Implementation approach: 1. Python callsites (1-3): Import and call compute_weighted_progress() with materialized snapshot from materialize(feature_dir) 2. Scanner (6): Pre-compute weighted_percentage field in the JSON payload emitted by scan_all_features() by materializing the snapshot and calling compute_weighted_progress() 3. Dashboard JS (4-5): Read pre-computed weighted_percentage from scanner payload instead of computing from raw counts 4. Callsite 7 (next_cmd.py:199) — different wiring pattern: This callsite reads decision.progress which comes from the runtime engine (next/decision.py:225-262), not from materialize().

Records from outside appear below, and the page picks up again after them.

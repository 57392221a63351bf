use serde::{Deserialize, Serialize};
use utoipa::{IntoParams, ToSchema};

use crate::shared::constants::{DEFAULT_LIST_LIMIT, MAX_LIMIT};
use crate::shared::validation::{non_empty, parse_leading_int};

/// Error body returned by every failing endpoint
#[derive(Debug, Serialize, Deserialize, ToSchema)]
pub struct ErrorResponse {
    pub error: String,
}

impl ErrorResponse {
    pub fn new(error: impl Into<String>) -> Self {
        Self {
            error: error.into(),
        }
    }
}

// =============================================================================
// PAGINATION
// =============================================================================

/// Skip/limit window applied by the store after filtering.
///
/// `limit: None` means every matching row is returned.
#[derive(Debug, Clone, Copy, PartialEq, Eq)]
pub struct Page {
    pub limit: Option<i64>,
    pub offset: i64,
}

impl Page {
    /// No window at all
    pub const fn unbounded() -> Self {
        Self {
            limit: None,
            offset: 0,
        }
    }

    /// First `limit` rows only
    pub fn first(limit: i64) -> Self {
        Self {
            limit: Some(limit.clamp(1, MAX_LIMIT)),
            offset: 0,
        }
    }
}

impl Default for Page {
    fn default() -> Self {
        Self::unbounded()
    }
}

/// Standard `limit`/`offset` query parameters.
///
/// Values are kept raw so that garbage input falls back to defaults instead of
/// rejecting the request.
#[derive(Debug, Clone, Default, Deserialize, IntoParams)]
#[into_params(parameter_in = Query)]
pub struct PaginationQuery {
    /// Maximum number of items (default: 100, max: 1000)
    #[param(value_type = Option<i64>, example = 100)]
    pub limit: Option<String>,

    /// Number of matching items to skip (default: 0)
    #[param(value_type = Option<i64>, example = 0)]
    pub offset: Option<String>,
}

impl PaginationQuery {
    pub fn page(&self) -> Page {
        self.page_with_default(DEFAULT_LIST_LIMIT)
    }

    pub fn page_with_default(&self, default_limit: i64) -> Page {
        Page {
            limit: Some(resolve_limit(self.limit.as_deref(), default_limit)),
            offset: resolve_offset(self.offset.as_deref()),
        }
    }
}

/// Parse a `limit` value, falling back to `default` when absent, unparseable or < 1.
pub fn resolve_limit(raw: Option<&str>, default: i64) -> i64 {
    non_empty(raw)
        .and_then(parse_leading_int)
        .filter(|limit| *limit >= 1)
        .unwrap_or(default)
        .min(MAX_LIMIT)
}

/// Parse an `offset` value; anything absent, unparseable or negative is 0.
pub fn resolve_offset(raw: Option<&str>) -> i64 {
    non_empty(raw)
        .and_then(parse_leading_int)
        .unwrap_or(0)
        .max(0)
}
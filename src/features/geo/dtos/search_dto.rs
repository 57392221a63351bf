use serde::{Deserialize, Serialize};
use utoipa::{IntoParams, ToSchema};

use crate::features::geo::dtos::{
    CityResponseDto, CountryResponseDto, RegionResponseDto, StateResponseDto,
};

/// Query parameters for the cross-category search
#[derive(Debug, Clone, Default, Deserialize, IntoParams)]
#[into_params(parameter_in = Query)]
pub struct SearchQuery {
    /// Search term (required; case-insensitive substring)
    #[param(example = "ger")]
    pub q: Option<String>,
    /// Restrict to one category: countries, states, cities or regions
    #[serde(rename = "type")]
    #[param(example = "countries")]
    pub kind: Option<String>,
    /// Language code for translated names; also matched against translations
    #[param(example = "fr")]
    pub lang: Option<String>,
    /// Per-category result cap (default: 50, max: 1000)
    #[param(value_type = Option<i64>, example = 50)]
    pub limit: Option<String>,
}

/// Search results grouped by category.
///
/// Categories excluded by `type` are always present as empty arrays.
#[derive(Debug, Clone, Default, PartialEq, Serialize, Deserialize, ToSchema)]
pub struct SearchResponseDto {
    pub countries: Vec<CountryResponseDto>,
    pub states: Vec<StateResponseDto>,
    pub cities: Vec<CityResponseDto>,
    pub regions: Vec<RegionResponseDto>,
}
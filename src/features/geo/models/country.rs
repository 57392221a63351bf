use serde::Serialize;
use sqlx::types::Json;
use sqlx::FromRow;

use super::Translations;

/// Country model; `region_id` points into `regions`
#[derive(Debug, Clone, FromRow, Serialize)]
pub struct Country {
    pub id: i64,
    pub region_id: i64,
    pub iso2: String,
    pub iso3: String,
    pub name: String,
    pub native: Option<String>,
    pub translations: Option<Json<Translations>>,
}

The implementor must either (a) have the runtime engine pre-compute weighted progress by calling compute_weighted_progress() when building the progress dict, or (b) materialize the snapshot at display time in next_cmd.py. Option (a) is cleaner — update _compute_wp_progress() in next/decision.py to return a weighted_percentage field alongside the raw counts. 5. Close #443 with cross-reference to #447

WP03: Canonical Execution Surface Cleanup

Issues: #412 (shim removal), #414 (accept registration) Risk: Medium — touches all 12 agent command files; migration must be correct Dependencies: None (independent of other WPs)

Current state validated:

  • ActionName at src/specify_cli/core/execution_context.py:21-28 has 6 actions — accept missing
  • Shim registry at src/specify_cli/shims/registry.py classifies 16 skills: 9 prompt-driven, 7 CLI-driven
  • generate_shim_content() at src/specify_cli/shims/generator.py:53-77 emits spec-kitty agent shim <cmd> dispatch
  • shim_dispatch() at src/specify_cli/shims/entrypoints.py:86-149 does context resolution then returns
  • rewrite_agent_shims() at src/specify_cli/migration/rewrite_shims.py:149-252 exists and regenerates all agent files

Key finding: accept is feature-level (not WP-level). The ActionName resolver is WP-scoped, so adding accept there is a backward-compat convenience, not the primary fix. The primary fix is making generated shim files call canonical commands directly.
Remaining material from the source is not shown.